Saved data entries
- Opening Delimiter -

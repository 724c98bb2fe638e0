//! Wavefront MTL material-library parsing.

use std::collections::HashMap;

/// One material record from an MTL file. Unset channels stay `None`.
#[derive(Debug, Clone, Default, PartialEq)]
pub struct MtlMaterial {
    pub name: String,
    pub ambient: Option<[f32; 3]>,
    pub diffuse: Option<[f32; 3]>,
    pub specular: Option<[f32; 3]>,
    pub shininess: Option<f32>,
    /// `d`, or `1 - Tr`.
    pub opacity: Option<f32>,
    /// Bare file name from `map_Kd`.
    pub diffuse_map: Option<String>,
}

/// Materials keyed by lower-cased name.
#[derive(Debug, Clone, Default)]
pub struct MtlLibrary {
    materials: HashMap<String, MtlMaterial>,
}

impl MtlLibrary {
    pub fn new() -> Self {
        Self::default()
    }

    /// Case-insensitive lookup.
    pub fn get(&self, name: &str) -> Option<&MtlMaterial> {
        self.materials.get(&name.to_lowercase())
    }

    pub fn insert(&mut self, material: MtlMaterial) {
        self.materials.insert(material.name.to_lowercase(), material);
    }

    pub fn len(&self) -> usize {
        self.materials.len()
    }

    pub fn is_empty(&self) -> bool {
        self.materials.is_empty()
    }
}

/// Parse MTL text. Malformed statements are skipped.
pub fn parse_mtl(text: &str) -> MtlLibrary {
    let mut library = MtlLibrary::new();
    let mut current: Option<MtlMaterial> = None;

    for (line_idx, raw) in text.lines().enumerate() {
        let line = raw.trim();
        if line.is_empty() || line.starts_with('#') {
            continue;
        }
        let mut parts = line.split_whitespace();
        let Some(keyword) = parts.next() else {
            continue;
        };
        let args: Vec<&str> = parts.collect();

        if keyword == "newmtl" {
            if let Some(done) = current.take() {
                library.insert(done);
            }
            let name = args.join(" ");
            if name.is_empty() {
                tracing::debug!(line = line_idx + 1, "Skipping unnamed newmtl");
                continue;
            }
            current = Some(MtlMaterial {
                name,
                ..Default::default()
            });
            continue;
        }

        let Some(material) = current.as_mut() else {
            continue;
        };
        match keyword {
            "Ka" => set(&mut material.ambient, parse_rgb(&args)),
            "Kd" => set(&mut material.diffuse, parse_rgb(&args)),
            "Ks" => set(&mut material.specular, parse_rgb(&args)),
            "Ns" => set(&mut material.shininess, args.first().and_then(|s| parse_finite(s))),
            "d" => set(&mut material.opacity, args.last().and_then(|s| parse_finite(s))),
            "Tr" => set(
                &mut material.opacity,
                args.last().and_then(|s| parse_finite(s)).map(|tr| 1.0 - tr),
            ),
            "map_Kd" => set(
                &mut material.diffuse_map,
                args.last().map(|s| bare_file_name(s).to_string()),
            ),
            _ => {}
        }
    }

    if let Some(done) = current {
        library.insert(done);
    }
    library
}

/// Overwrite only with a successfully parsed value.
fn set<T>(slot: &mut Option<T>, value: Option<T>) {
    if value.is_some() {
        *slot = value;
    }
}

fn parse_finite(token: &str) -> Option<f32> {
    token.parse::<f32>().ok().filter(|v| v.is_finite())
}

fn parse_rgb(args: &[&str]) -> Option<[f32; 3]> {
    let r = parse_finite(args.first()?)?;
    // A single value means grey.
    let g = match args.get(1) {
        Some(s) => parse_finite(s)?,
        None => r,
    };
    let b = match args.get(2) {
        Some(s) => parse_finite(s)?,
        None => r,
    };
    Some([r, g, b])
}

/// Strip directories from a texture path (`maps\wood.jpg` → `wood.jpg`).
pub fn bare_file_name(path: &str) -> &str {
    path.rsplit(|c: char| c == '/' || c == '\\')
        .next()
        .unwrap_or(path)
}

- Closing Delimiter -
- Opening Delimiter -

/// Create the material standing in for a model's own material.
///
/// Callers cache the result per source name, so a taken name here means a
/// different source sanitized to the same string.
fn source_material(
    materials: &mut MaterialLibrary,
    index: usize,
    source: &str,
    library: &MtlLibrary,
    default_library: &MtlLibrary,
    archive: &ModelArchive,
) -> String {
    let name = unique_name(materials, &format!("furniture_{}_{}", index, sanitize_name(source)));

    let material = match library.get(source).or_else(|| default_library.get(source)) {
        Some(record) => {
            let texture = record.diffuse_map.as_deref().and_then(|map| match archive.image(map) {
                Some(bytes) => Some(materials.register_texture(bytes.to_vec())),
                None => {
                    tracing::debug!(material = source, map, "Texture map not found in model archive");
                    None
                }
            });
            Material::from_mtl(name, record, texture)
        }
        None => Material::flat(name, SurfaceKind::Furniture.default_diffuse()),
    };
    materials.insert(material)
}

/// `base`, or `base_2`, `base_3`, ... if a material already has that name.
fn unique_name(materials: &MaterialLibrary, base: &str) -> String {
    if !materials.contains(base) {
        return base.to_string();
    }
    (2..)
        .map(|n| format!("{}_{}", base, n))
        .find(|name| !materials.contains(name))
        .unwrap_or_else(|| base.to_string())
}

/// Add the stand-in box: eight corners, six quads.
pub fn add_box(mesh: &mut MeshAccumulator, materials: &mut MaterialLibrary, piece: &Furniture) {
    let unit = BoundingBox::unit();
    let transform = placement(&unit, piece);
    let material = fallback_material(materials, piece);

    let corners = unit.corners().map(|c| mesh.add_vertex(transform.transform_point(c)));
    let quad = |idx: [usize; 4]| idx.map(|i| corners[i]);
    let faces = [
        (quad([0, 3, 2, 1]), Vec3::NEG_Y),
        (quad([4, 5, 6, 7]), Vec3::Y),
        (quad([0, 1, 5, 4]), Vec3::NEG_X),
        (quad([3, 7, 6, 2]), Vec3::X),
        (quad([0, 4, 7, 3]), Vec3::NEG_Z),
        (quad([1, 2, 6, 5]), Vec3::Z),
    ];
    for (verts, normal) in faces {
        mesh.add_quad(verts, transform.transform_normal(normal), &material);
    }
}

- Closing Delimiter -

*Description of the task*. In the entries above, how many lines hold "parts"? Answer with the number alone.

*Solution to this problem*. 3